**INSTRUCTIONS FOR THE TASK**
The lines to reproduce run from the first one below to the line containing "sync, QR encoder)", both included. Reproduce them exactly and nothing else.

Start of INFORMATION GIVEN

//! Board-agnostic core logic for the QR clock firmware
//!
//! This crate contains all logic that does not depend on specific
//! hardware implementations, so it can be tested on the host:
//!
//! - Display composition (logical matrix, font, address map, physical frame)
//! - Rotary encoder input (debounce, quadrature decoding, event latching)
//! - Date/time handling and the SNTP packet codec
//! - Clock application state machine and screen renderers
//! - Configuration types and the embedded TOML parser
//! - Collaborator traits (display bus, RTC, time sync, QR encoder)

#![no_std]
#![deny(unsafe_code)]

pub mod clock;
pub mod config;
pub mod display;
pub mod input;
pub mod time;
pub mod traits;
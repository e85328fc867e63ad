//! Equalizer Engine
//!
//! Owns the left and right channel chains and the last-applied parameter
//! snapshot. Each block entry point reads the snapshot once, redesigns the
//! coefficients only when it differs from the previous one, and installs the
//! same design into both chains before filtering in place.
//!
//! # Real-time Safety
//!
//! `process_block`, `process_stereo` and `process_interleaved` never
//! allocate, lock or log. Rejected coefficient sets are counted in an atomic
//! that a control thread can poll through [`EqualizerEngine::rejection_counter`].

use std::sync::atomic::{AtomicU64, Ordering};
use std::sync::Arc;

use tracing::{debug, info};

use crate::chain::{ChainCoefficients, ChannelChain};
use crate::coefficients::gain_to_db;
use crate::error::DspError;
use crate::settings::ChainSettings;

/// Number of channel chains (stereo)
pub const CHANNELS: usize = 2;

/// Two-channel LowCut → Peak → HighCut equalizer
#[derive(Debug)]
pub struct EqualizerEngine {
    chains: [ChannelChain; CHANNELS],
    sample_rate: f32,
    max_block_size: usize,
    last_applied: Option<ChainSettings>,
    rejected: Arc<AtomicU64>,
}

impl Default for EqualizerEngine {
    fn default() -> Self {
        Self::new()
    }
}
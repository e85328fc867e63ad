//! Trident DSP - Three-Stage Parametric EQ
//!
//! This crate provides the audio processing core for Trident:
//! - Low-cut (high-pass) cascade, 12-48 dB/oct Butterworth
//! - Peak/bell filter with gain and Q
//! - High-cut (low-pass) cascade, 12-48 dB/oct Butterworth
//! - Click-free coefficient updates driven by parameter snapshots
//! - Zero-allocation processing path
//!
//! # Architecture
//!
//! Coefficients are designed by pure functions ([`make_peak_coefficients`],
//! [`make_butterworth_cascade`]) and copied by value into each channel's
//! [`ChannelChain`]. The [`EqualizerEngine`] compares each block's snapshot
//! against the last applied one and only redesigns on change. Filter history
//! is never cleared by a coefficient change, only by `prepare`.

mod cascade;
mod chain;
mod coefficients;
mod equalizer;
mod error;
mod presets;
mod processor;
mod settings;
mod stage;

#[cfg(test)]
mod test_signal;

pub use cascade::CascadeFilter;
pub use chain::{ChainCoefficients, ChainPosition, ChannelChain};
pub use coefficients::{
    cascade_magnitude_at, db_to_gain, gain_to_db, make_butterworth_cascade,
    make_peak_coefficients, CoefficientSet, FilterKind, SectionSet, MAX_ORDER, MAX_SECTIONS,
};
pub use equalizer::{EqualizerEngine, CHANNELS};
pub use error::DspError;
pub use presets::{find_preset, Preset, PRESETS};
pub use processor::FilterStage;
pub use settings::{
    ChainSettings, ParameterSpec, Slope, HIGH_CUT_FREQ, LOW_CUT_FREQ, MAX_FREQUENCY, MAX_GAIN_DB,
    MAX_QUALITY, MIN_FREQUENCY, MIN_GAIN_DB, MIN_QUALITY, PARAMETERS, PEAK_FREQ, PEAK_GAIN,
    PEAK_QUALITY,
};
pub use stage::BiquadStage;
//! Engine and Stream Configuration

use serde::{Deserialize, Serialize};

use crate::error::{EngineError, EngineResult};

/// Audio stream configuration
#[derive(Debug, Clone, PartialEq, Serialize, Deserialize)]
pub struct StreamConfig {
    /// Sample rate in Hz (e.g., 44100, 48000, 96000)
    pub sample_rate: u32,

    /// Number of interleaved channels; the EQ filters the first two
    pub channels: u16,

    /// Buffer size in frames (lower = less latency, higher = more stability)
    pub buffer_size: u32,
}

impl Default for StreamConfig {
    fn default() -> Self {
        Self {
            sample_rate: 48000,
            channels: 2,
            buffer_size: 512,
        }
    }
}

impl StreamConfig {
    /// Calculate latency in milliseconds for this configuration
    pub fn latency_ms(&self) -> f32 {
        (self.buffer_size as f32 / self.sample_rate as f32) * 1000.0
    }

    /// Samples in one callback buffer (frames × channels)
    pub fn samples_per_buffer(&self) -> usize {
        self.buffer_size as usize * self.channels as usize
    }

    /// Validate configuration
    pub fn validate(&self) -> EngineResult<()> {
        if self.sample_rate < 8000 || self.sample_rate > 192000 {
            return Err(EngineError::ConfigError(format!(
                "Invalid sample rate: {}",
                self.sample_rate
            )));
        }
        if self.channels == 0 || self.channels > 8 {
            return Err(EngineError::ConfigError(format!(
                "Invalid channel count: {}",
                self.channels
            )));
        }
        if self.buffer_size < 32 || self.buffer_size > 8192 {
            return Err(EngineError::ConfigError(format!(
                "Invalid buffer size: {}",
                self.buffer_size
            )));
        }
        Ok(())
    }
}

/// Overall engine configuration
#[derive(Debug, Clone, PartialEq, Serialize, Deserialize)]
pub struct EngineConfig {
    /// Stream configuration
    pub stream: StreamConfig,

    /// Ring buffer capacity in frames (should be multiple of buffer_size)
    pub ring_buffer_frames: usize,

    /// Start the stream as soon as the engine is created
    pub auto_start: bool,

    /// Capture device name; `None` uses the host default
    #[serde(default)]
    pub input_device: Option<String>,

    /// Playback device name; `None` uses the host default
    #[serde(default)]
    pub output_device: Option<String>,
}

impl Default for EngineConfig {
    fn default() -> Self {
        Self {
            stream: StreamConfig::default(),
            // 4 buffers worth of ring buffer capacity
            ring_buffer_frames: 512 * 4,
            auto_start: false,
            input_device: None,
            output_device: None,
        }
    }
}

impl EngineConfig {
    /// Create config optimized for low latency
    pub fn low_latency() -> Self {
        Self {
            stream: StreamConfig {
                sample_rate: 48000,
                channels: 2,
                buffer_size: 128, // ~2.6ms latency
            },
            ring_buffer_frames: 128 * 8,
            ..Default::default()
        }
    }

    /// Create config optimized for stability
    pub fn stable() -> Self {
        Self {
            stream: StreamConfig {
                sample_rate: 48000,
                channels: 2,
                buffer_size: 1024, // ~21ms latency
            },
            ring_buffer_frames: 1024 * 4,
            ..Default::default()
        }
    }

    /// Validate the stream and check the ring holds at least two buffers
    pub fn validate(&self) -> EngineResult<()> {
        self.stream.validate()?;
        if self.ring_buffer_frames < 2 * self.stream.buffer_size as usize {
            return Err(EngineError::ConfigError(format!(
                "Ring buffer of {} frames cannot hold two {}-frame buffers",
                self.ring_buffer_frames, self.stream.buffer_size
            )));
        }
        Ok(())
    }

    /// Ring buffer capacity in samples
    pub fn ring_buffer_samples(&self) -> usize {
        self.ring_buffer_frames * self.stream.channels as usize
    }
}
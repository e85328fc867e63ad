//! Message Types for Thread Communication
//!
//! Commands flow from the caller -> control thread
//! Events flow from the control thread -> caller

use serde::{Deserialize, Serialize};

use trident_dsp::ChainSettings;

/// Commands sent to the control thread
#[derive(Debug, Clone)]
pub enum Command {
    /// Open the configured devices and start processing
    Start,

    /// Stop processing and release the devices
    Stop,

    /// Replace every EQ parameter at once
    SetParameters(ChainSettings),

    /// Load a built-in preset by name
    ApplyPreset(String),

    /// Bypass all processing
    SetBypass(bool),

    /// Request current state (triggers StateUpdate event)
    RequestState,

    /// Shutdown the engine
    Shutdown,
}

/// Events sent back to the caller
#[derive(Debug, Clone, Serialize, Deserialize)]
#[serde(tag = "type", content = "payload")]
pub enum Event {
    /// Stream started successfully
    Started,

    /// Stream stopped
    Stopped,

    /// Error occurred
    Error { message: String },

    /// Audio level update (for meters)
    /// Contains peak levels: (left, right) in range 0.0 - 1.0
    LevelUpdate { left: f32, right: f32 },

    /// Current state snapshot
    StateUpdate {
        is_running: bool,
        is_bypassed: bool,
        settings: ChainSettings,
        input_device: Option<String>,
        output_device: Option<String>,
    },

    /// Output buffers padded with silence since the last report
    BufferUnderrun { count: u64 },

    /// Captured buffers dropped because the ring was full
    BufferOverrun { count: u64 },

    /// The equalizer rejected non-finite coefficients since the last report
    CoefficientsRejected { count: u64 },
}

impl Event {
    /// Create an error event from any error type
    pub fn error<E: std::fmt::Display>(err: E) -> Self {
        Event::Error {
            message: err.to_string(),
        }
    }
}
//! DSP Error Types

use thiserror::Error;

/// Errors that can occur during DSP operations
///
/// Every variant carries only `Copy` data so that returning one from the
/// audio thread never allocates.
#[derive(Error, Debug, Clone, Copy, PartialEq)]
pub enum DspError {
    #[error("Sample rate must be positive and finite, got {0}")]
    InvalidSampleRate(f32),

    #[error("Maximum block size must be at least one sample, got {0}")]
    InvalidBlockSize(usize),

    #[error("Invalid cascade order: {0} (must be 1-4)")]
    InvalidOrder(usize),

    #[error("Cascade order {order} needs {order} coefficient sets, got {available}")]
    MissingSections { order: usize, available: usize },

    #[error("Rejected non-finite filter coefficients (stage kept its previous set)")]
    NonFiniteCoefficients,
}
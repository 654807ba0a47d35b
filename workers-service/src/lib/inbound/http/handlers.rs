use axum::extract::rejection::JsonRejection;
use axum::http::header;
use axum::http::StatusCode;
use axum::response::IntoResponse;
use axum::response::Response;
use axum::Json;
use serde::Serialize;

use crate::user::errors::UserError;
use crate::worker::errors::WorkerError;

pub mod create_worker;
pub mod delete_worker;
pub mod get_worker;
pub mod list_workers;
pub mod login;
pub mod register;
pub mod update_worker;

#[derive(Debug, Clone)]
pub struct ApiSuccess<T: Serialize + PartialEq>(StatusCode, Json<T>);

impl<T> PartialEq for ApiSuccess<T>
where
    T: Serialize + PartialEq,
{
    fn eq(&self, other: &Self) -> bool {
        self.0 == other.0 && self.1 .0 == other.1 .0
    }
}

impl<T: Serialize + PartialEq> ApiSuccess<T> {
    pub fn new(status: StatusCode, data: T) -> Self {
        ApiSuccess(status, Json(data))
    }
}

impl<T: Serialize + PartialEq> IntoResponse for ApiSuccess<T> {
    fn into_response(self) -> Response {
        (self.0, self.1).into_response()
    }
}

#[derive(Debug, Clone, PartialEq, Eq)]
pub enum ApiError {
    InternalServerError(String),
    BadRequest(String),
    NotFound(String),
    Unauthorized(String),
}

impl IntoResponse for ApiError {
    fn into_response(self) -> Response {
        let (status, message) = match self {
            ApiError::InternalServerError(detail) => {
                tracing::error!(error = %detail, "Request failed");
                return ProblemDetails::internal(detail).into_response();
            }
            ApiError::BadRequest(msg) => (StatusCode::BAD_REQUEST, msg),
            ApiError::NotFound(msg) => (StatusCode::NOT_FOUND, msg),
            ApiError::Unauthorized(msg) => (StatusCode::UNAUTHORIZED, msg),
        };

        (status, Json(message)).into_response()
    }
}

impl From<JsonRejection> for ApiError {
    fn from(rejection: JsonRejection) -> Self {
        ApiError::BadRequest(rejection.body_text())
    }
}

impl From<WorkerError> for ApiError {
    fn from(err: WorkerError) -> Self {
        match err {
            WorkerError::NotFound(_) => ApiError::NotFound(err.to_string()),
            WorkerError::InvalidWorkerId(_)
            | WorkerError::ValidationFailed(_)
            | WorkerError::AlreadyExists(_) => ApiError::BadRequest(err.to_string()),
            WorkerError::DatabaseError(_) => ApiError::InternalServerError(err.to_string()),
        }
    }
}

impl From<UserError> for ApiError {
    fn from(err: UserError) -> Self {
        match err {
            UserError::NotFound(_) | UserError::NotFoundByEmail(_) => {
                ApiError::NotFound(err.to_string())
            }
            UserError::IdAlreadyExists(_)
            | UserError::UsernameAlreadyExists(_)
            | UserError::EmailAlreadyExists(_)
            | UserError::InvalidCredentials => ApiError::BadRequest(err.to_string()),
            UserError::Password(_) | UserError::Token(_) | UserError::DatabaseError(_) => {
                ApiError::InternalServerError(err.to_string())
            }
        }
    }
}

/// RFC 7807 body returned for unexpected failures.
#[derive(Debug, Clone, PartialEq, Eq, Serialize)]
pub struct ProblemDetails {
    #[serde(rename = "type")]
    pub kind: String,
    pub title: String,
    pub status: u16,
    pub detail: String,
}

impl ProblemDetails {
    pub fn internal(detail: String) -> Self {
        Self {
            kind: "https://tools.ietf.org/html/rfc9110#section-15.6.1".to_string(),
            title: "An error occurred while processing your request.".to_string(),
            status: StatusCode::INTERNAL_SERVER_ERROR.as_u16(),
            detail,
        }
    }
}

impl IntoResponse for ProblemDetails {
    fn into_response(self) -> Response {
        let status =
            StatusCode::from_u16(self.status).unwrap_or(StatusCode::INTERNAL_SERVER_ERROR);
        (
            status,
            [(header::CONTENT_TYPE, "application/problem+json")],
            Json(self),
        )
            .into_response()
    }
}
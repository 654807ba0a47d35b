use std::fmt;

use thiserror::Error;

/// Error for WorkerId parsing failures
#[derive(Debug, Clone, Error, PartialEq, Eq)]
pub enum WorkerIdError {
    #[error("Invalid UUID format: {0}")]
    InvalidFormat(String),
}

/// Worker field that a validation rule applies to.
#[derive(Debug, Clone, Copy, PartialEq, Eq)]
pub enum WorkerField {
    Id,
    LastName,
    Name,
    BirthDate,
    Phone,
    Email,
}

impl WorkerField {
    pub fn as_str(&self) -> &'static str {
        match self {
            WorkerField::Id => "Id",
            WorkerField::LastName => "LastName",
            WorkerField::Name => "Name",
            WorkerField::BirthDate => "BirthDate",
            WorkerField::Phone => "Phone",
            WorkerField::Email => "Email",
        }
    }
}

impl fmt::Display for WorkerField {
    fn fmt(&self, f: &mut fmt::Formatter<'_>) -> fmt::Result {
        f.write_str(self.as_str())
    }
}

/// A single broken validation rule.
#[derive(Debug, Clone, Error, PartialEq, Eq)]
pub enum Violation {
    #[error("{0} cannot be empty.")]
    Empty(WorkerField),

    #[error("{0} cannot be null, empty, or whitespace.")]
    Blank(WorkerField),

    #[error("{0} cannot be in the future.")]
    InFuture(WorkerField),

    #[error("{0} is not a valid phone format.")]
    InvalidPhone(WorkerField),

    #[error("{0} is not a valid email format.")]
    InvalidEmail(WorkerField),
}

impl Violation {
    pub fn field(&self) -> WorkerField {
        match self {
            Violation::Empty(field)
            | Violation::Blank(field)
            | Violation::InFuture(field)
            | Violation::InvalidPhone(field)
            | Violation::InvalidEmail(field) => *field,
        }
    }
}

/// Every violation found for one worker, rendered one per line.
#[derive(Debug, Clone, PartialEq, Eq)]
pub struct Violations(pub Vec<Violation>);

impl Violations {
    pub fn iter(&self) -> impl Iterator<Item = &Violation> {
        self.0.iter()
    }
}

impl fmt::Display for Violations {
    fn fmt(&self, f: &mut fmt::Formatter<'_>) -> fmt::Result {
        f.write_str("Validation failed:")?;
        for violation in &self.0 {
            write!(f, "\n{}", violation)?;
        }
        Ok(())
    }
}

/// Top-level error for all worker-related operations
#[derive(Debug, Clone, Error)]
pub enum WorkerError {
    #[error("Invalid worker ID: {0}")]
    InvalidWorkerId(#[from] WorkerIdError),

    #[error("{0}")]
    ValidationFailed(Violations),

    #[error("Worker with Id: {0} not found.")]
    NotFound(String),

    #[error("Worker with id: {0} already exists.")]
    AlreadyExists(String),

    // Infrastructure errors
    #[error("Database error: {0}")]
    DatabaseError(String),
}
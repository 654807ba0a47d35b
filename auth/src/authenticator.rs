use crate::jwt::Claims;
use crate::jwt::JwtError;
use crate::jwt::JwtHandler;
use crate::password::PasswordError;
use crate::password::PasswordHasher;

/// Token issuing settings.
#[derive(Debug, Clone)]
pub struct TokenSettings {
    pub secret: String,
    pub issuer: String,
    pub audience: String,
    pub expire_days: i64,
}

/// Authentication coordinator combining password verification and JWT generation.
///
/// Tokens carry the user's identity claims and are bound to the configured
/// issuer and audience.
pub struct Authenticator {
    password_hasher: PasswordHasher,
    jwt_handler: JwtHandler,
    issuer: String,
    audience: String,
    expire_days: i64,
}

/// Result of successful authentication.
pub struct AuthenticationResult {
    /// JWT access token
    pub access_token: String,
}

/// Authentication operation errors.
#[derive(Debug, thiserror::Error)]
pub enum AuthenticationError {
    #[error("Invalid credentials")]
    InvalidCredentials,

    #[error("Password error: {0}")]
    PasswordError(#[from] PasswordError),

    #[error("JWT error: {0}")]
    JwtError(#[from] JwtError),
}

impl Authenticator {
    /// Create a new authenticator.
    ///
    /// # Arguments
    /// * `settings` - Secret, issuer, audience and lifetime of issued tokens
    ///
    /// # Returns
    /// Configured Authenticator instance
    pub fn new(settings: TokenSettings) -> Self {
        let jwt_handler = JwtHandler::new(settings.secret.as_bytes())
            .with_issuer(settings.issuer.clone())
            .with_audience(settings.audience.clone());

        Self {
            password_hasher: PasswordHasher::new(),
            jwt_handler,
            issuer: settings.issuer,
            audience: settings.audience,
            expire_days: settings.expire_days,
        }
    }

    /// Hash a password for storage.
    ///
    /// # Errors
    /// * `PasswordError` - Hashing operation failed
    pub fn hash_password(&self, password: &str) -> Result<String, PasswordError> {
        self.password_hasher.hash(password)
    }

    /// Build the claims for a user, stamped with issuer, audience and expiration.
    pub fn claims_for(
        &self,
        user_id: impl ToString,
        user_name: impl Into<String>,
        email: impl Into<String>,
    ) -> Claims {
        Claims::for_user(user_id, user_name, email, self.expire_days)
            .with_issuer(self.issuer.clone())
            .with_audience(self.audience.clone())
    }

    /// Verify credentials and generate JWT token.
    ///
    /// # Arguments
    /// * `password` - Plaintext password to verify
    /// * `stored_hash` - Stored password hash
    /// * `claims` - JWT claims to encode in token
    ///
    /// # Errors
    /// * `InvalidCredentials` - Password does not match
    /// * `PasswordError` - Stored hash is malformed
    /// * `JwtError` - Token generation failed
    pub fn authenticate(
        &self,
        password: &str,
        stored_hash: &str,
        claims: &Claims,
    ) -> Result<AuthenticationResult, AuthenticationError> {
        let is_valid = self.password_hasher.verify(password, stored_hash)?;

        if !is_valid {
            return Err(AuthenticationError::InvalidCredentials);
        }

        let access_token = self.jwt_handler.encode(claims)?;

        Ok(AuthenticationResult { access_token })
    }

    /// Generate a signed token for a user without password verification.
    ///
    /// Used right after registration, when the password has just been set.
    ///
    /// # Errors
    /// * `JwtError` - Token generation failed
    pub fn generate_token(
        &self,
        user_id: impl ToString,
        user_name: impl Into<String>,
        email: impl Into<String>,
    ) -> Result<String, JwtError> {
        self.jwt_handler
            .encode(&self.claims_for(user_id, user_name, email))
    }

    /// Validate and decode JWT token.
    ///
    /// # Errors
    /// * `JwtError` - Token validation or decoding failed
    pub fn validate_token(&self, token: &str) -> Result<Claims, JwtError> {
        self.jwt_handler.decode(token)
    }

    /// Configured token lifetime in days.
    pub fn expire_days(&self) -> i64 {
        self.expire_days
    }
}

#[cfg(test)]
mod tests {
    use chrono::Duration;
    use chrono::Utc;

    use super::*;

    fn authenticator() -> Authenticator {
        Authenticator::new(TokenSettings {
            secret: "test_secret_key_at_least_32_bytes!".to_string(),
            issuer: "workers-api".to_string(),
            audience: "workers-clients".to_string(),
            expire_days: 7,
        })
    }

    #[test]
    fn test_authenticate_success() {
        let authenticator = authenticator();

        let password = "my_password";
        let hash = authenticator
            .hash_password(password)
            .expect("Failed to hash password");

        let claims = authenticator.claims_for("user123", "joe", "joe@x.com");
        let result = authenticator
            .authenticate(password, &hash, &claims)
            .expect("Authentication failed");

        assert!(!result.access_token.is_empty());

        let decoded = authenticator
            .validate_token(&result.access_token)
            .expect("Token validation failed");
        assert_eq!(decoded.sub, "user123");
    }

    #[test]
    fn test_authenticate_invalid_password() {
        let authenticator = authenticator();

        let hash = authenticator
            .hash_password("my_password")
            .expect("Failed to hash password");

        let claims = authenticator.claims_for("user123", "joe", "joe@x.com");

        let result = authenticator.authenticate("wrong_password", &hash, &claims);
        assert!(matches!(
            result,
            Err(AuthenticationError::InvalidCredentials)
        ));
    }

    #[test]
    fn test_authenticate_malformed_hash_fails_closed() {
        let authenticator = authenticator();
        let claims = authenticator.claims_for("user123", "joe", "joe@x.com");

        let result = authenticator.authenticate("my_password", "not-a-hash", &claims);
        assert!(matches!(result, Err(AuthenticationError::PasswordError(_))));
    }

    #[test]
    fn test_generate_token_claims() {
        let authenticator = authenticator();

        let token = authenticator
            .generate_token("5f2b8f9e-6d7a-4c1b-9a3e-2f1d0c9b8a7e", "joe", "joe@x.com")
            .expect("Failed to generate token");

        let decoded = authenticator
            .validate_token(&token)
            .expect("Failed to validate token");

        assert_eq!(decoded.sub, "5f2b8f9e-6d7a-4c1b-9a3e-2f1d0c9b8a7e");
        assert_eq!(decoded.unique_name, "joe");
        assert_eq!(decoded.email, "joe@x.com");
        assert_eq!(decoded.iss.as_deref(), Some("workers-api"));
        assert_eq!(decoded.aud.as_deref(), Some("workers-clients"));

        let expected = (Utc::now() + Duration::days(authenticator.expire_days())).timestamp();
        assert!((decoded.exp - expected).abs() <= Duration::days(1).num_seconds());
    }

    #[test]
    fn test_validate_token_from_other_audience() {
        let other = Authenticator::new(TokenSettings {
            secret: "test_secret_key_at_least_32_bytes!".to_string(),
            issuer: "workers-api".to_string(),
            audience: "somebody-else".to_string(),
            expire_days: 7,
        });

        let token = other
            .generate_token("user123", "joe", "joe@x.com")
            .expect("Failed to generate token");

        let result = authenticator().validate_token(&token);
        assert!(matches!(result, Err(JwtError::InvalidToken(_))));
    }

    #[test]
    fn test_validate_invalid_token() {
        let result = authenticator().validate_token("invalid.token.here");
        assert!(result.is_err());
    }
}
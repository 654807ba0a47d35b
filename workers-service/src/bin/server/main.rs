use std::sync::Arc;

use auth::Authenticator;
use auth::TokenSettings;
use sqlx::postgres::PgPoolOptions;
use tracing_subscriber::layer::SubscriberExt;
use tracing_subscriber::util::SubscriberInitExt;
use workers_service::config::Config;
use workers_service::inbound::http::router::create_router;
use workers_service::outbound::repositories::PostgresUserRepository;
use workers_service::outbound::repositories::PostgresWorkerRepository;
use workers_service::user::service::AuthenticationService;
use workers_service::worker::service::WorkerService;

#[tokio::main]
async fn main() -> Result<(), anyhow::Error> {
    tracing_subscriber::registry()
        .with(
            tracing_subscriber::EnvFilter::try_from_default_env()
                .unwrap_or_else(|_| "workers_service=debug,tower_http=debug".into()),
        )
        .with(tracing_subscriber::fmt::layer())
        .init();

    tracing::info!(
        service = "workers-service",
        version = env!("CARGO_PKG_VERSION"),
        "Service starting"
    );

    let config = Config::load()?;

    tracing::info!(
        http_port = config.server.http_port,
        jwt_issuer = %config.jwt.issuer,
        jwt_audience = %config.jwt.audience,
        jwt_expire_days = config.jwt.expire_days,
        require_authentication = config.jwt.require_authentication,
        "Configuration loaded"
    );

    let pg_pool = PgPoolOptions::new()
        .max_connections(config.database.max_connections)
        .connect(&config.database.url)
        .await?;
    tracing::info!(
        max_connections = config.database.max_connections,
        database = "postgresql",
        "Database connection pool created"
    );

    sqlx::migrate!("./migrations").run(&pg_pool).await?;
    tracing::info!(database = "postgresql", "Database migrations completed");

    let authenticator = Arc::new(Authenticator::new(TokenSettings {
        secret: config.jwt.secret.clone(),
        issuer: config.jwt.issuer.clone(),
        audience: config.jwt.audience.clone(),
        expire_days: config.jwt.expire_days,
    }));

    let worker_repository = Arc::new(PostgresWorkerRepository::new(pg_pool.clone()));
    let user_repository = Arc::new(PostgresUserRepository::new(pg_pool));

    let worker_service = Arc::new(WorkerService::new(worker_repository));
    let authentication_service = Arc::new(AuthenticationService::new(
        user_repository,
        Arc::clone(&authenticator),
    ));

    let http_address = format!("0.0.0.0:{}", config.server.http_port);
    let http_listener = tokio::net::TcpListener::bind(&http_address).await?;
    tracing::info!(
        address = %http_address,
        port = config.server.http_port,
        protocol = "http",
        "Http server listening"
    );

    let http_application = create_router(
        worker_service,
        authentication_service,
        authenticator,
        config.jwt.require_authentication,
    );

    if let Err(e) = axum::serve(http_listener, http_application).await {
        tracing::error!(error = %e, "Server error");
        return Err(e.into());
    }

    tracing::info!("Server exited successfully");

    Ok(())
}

End of INFORMATION GIVEN

**YOUR SOLUTION**
//! Board-agnostic core logic for the QR clock firmware
//!
//! This crate contains all logic that does not depend on specific
//! hardware implementations, so it can be tested on the host:
//!
//! - Display composition (logical matrix, font, address map, physical frame)
//! - Rotary encoder input (debounce, quadrature decoding, event latching)
//! - Date/time handling and the SNTP packet codec
//! - Clock application state machine and screen renderers
//! - Configuration types and the embedded TOML parser
//! - Collaborator traits (display bus, RTC, time sync, QR encoder)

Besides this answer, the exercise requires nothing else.